(Supplied records begins)

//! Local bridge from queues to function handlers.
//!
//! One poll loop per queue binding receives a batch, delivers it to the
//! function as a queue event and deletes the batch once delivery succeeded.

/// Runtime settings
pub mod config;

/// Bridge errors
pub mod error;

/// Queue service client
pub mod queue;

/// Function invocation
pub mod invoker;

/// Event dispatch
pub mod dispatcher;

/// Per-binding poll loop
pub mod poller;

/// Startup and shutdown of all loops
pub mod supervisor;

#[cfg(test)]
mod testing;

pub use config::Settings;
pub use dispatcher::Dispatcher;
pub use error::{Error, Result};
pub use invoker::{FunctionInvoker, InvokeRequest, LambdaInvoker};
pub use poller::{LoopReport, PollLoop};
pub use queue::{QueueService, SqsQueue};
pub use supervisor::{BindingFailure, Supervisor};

(Supplied records ends)
(Supplied records begins)

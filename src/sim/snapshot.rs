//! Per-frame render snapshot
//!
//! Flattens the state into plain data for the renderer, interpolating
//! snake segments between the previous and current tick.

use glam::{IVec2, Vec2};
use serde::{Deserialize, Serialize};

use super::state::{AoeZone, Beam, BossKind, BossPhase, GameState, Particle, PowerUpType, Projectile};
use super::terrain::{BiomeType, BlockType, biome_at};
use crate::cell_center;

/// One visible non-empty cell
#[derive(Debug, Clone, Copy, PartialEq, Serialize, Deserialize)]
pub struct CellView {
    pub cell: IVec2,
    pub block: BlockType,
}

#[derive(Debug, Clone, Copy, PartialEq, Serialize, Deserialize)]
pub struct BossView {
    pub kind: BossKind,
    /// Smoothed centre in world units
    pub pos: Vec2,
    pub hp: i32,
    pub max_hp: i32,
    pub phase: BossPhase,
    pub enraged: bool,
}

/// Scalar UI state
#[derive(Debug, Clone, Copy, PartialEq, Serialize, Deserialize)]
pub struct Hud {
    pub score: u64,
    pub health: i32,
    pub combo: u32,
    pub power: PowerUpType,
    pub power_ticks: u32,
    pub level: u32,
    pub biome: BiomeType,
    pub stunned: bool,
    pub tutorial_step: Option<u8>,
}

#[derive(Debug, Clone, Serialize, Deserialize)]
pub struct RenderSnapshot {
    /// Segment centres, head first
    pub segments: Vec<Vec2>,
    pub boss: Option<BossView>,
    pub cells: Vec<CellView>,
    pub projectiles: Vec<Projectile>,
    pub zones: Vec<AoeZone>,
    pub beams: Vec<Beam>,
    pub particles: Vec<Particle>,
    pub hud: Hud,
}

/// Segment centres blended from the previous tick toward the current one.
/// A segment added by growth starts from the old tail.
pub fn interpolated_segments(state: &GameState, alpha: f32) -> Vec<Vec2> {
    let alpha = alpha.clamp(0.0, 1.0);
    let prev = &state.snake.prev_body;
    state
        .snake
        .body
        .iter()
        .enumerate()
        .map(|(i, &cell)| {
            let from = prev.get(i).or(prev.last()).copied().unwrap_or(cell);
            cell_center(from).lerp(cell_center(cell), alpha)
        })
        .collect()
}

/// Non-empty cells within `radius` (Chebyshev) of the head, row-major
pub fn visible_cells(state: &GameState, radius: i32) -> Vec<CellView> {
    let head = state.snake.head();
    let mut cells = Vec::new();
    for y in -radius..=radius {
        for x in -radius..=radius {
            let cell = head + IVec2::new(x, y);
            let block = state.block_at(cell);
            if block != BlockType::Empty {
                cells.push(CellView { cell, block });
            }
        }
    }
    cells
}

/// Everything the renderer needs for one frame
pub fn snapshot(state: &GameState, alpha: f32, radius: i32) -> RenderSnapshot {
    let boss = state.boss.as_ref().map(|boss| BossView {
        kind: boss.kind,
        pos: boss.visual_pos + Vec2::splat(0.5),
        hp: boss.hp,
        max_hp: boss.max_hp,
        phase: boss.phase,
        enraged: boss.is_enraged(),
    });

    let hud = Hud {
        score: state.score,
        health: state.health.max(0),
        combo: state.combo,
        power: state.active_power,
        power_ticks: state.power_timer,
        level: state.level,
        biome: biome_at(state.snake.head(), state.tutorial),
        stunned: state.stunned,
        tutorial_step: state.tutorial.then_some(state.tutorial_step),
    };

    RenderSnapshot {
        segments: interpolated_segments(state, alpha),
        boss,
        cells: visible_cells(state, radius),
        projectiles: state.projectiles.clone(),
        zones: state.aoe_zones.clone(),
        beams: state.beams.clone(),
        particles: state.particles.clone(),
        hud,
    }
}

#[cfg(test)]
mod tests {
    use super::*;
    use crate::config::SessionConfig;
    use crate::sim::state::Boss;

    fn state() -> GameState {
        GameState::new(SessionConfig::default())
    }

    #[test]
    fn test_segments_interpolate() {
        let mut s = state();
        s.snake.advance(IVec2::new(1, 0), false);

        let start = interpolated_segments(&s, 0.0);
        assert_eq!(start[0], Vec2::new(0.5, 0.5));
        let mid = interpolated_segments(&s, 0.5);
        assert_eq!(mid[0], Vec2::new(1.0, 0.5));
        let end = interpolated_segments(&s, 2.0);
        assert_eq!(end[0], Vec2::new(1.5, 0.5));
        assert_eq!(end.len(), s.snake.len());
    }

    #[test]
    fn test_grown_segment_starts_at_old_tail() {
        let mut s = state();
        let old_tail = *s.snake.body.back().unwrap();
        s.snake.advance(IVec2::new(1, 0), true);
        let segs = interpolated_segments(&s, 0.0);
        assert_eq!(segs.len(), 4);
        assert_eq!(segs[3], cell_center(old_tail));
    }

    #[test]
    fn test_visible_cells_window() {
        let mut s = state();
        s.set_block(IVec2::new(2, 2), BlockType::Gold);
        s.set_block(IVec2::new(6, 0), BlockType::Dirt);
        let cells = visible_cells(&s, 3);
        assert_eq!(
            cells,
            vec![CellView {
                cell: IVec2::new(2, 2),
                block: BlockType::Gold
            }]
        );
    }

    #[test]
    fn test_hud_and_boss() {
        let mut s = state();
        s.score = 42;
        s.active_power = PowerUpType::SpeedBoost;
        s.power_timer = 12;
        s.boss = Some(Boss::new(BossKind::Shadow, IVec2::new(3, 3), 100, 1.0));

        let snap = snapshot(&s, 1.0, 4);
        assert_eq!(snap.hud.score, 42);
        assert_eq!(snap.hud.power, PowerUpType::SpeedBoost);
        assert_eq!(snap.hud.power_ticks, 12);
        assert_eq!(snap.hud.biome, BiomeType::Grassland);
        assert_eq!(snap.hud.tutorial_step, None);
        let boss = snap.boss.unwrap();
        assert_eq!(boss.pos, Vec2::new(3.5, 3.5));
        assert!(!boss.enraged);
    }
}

(Supplied records ends)

* [Requirement]:
Which lines above contain the word "struct"? Copy each of them.

* [Expected output]:
pub struct CellView {
pub struct BossView {
pub struct Hud {
pub struct RenderSnapshot {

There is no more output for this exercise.